I want to run my own analysis on the data:

  • First, download the data to your local machine. See get_data/README.md for instructions.
  • The data will be available as a JSON Object or a CSV file, depending on your choice of scraping sub-module. It is recommended to use pandas for analysis, as it is a powerful tool for data analysis and the utility functions in analysis/utils/ may be specific to pandas DataFrames (a form of table).

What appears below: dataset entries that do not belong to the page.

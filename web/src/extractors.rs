//! Request metadata extractors.
//!
//! - `CorrelationId`: the id set by the correlation middleware, or one taken
//!   from the `X-Correlation-ID` header, or a fresh UUID v4
//! - `ClientIp`: client address from proxy headers or the connection
//! - `UserAgent`: the `User-Agent` header, if any
//! - `RequestMeta`: all of the above plus method, URL and `x-uid`, as the
//!   [`RequestInfo`] used for failure reporting
//!
//! None of them can fail.

use axum::{
    async_trait,
    extract::{ConnectInfo, FromRequestParts},
    http::{HeaderMap, request::Parts},
};
use std::convert::Infallible;
use std::net::{IpAddr, SocketAddr};
use txapi_core::RequestInfo;
use uuid::Uuid;

use crate::middleware::CORRELATION_ID_HEADER;

/// Header carrying the authenticated user id.
pub const UID_HEADER: &str = "x-uid";

/// Correlation id for request tracing.
#[derive(Debug, Clone, Copy, PartialEq, Eq)]
pub struct CorrelationId(pub Uuid);

impl CorrelationId {
    /// Read the id from request parts without generating one.
    #[must_use]
    pub fn from_parts(parts: &Parts) -> Option<Self> {
        parts.extensions.get::<Self>().copied().or_else(|| {
            parts
                .headers
                .get(CORRELATION_ID_HEADER)
                .and_then(|v| v.to_str().ok())
                .and_then(|s| Uuid::parse_str(s).ok())
                .map(Self)
        })
    }
}

#[async_trait]
impl<S> FromRequestParts<S> for CorrelationId
where
    S: Send + Sync,
{
    type Rejection = Infallible;

    async fn from_request_parts(parts: &mut Parts, _state: &S) -> Result<Self, Self::Rejection> {
        Ok(Self::from_parts(parts).unwrap_or_else(|| Self(Uuid::new_v4())))
    }
}

/// Client IP address, when one can be determined.
///
/// # Priority
///
/// 1. `X-Forwarded-For` (first IP in the list)
/// 2. `X-Real-IP`
/// 3. Connection IP (only when served with connect info)
#[derive(Debug, Clone, Copy, PartialEq, Eq)]
pub struct ClientIp(pub Option<IpAddr>);

#[async_trait]
impl<S> FromRequestParts<S> for ClientIp
where
    S: Send + Sync,
{
    type Rejection = Infallible;

    async fn from_request_parts(parts: &mut Parts, _state: &S) -> Result<Self, Self::Rejection> {
        Ok(Self(extract_client_ip(
            &parts.headers,
            parts.extensions.get::<ConnectInfo<SocketAddr>>(),
        )))
    }
}

fn extract_client_ip(
    headers: &HeaderMap,
    connect_info: Option<&ConnectInfo<SocketAddr>>,
) -> Option<IpAddr> {
    let forwarded = headers
        .get("X-Forwarded-For")
        .and_then(|v| v.to_str().ok())
        .and_then(|s| s.split(',').next())
        .and_then(|first| first.trim().parse::<IpAddr>().ok());

    forwarded
        .or_else(|| {
            headers
                .get("X-Real-IP")
                .and_then(|v| v.to_str().ok())
                .and_then(|s| s.trim().parse::<IpAddr>().ok())
        })
        .or_else(|| connect_info.map(|ConnectInfo(addr)| addr.ip()))
}

/// `User-Agent` header.
#[derive(Debug, Clone, PartialEq, Eq)]
pub struct UserAgent(pub Option<String>);

#[async_trait]
impl<S> FromRequestParts<S> for UserAgent
where
    S: Send + Sync,
{
    type Rejection = Infallible;

    async fn from_request_parts(parts: &mut Parts, _state: &S) -> Result<Self, Self::Rejection> {
        Ok(Self(header_string(&parts.headers, "User-Agent")))
    }
}

/// Request metadata for failure reporting.
#[derive(Debug, Clone, PartialEq, Eq)]
pub struct RequestMeta(pub RequestInfo);

#[async_trait]
impl<S> FromRequestParts<S> for RequestMeta
where
    S: Send + Sync,
{
    type Rejection = Infallible;

    async fn from_request_parts(parts: &mut Parts, state: &S) -> Result<Self, Self::Rejection> {
        let CorrelationId(id) = CorrelationId::from_request_parts(parts, state).await?;
        let ClientIp(ip) = ClientIp::from_request_parts(parts, state).await?;
        let UserAgent(user_agent) = UserAgent::from_request_parts(parts, state).await?;

        let url = parts
            .uri
            .path_and_query()
            .map_or_else(|| parts.uri.path().to_string(), ToString::to_string);

        let mut info = RequestInfo::new(parts.method.as_str(), url).with_id(id.to_string());
        info.uid = header_string(&parts.headers, UID_HEADER);
        info.ip = ip;
        info.user_agent = user_agent;
        Ok(Self(info))
    }
}

fn header_string(headers: &HeaderMap, name: &str) -> Option<String> {
    headers
        .get(name)
        .and_then(|v| v.to_str().ok())
        .map(ToString::to_string)
}
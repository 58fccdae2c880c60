//! Shared application state.

use std::sync::Arc;
use txapi_core::CrashReporter;
use txapi_runtime::{FailureClassifier, TransactionOptions};

use crate::config::AppConfig;

/// State shared by every route: the store, the default transaction options
/// and the failure classifier.
///
/// Cheap to clone.
pub struct AppState<S> {
    inner: Arc<Inner<S>>,
}

struct Inner<S> {
    store: S,
    config: AppConfig,
    defaults: TransactionOptions,
    classifier: FailureClassifier,
}

impl<S> Clone for AppState<S> {
    fn clone(&self) -> Self {
        Self {
            inner: Arc::clone(&self.inner),
        }
    }
}

impl<S> AppState<S> {
    /// Build state from a store and configuration, reporting crashes to the
    /// reporter the configuration selects.
    #[must_use]
    pub fn new(store: S, config: AppConfig) -> Self {
        let reporter = config.error_reporting.reporter();
        Self::with_reporter(store, config, reporter)
    }

    /// Build state with an explicit crash reporter.
    #[must_use]
    pub fn with_reporter(store: S, config: AppConfig, reporter: Arc<dyn CrashReporter>) -> Self {
        let verbose = config.logging.report_error_detail;
        if verbose {
            txapi_core::error::force_trace_capture(true);
        }
        let classifier = FailureClassifier::new(reporter).verbose(verbose);
        let defaults = config.transactions.options();

        Self {
            inner: Arc::new(Inner {
                store,
                config,
                defaults,
                classifier,
            }),
        }
    }

    /// The transactional store.
    #[must_use]
    pub fn store(&self) -> &S {
        &self.inner.store
    }

    /// The configuration the state was built from.
    #[must_use]
    pub fn config(&self) -> &AppConfig {
        &self.inner.config
    }

    /// Default transaction options.
    #[must_use]
    pub fn defaults(&self) -> &TransactionOptions {
        &self.inner.defaults
    }

    /// The failure classifier.
    #[must_use]
    pub fn classifier(&self) -> &FailureClassifier {
        &self.inner.classifier
    }
}
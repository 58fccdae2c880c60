//! Turning lifecycle results into HTTP responses.
//!
//! Successful runs and classified failures both end as a finished
//! [`ResponseEnvelope`]; [`ApiReply`] writes one out. Failures are rendered
//! as pretty-printed JSON with an explicit charset so that they read well in
//! a terminal.

use axum::{
    body::Body,
    http::{HeaderValue, StatusCode, header},
    response::{IntoResponse, Response},
};
use serde_json::Value;
use txapi_core::ResponseEnvelope;

/// Content type of rendered error bodies.
pub const JSON_UTF8: &str = "application/json; charset=utf-8";

/// A finished response envelope as an axum response.
///
/// A `null` body renders as an empty body. Success bodies are compact JSON;
/// error bodies (status 400 and above) are pretty-printed.
#[derive(Debug)]
pub struct ApiReply(pub ResponseEnvelope);

impl IntoResponse for ApiReply {
    fn into_response(self) -> Response {
        let (status, body) = self.0.into_parts();
        render(status, &body)
    }
}

fn render(status: StatusCode, body: &Value) -> Response {
    if body.is_null() {
        return status.into_response();
    }

    let encoded = if status.as_u16() >= 400 {
        serde_json::to_vec_pretty(body)
    } else {
        serde_json::to_vec(body)
    };
    match encoded {
        Ok(bytes) => {
            let mut response = Response::new(Body::from(bytes));
            *response.status_mut() = status;
            response
                .headers_mut()
                .insert(header::CONTENT_TYPE, HeaderValue::from_static(JSON_UTF8));
            response
        }
        Err(err) => {
            tracing::error!(error = %err, "Failed to serialize response body");
            StatusCode::INTERNAL_SERVER_ERROR.into_response()
        }
    }
}
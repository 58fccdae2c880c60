//! # txapi Runtime
//!
//! The transactional request-execution lifecycle.
//!
//! ## Core Components
//!
//! - **Attempt runner** ([`run_in_transaction`]): runs one unit of work against
//!   a [`TransactionalStore`], retrying conflicts with backoff
//! - **Endpoint** ([`TxEndpoint`]): handler plus pre-transaction, pre-commit
//!   and post-commit hooks
//! - **Request lifecycle** ([`RequestLifecycle`]): the state machine tying the
//!   two together, including the commit-or-abort decision
//! - **Failure classifier** ([`FailureClassifier`]): turns escaped failures
//!   into error responses, log records and crash reports
//!
//! ## Example
//!
//! ```ignore
//! use txapi_runtime::{FailureClassifier, RequestLifecycle, TransactionOptions};
//!
//! let lifecycle = RequestLifecycle::new(&store, TransactionOptions::default());
//! let reply = match lifecycle.execute(&mut endpoint).await {
//!     Ok(done) => done.envelope,
//!     Err(err) => classifier.handle(&err, &request_info),
//! };
//! ```

/// Failure classification and crash reporting
pub mod classifier;

/// Endpoint capability trait
pub mod endpoint;

/// Request lifecycle state machine
pub mod lifecycle;

/// Prometheus metrics for observability
pub mod metrics;

/// Retry policy with exponential backoff
pub mod retry;

/// Stack trace trimming
pub mod trace;

/// Transactional store interface and attempt runner
pub mod transaction;

pub use classifier::{CONTENT_TYPE_FINGERPRINT, Classification, FailureClassifier};
pub use endpoint::TxEndpoint;
pub use lifecycle::{Completion, Phase, RequestLifecycle};
pub use retry::{RetryPolicy, RetryPolicyBuilder};
pub use trace::TraceTrimmer;
pub use transaction::{
    Attempt, AttemptBody, AttemptError, AttemptLog, AttemptOutcome, AttemptRecord, RunOutcome,
    Transaction, TransactionOptions, TransactionalStore, run_in_transaction,
};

Project files and structure:

get_data/

Handles scraping of the Vassar College schedule and saving the data to a JSON Object or CSV file. This is an overview of the provided files:

  • ab_sem_to_csv.py - Allows for scraping of the Vassar College schedule and saving the data to a CSV file. Call save_courses_for_sem(semester, path) using the semester (YYYYSS) (where SS is 01: Spring 02: Summer, or 03: Fall) and path to save the data to a CSV file. Parses with:

  • parse_course.py which handles the processing of the raw_course text block provided by webscraping

  • course_details.py which is essentially documentation for what a course is and what it contains (description of fields, explanation of data availability)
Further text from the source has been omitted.